## Saved entries
════

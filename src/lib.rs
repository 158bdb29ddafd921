//! ARM Wizards Library
//!
//! This library provides multi-step provisioning wizards for Azure Resource
//! Manager: a step-sequencing engine, resource group resolution steps, and
//! the management-plane plumbing they depend on.

pub mod arm;
pub mod config;
pub mod steps;
pub mod ui;
pub mod wizard;

// Re-export main types for convenience
pub use arm::{ArmClient, ResourceManagementApi};
pub use config::ConfigManager;
pub use steps::ResourceGroupListStep;
pub use ui::{ScriptedUserInput, TerminalUserInput, UserInput};
pub use wizard::{ProvisionContext, Wizard, WizardError, WizardOptions};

════

## EXERCISE INSTRUCTIONS
Write out again, exactly, the lines from the start of the entries up to and including the one with "pub mod arm;". Nothing else belongs in the reply.

## RESPONSE BELOW
filename src/lib.rs
repository 158bdb29ddafd921
//! ARM Wizards Library
//!
//! This library provides multi-step provisioning wizards for Azure Resource
//! Manager: a step-sequencing engine, resource group resolution steps, and
//! the management-plane plumbing they depend on.

pub mod arm;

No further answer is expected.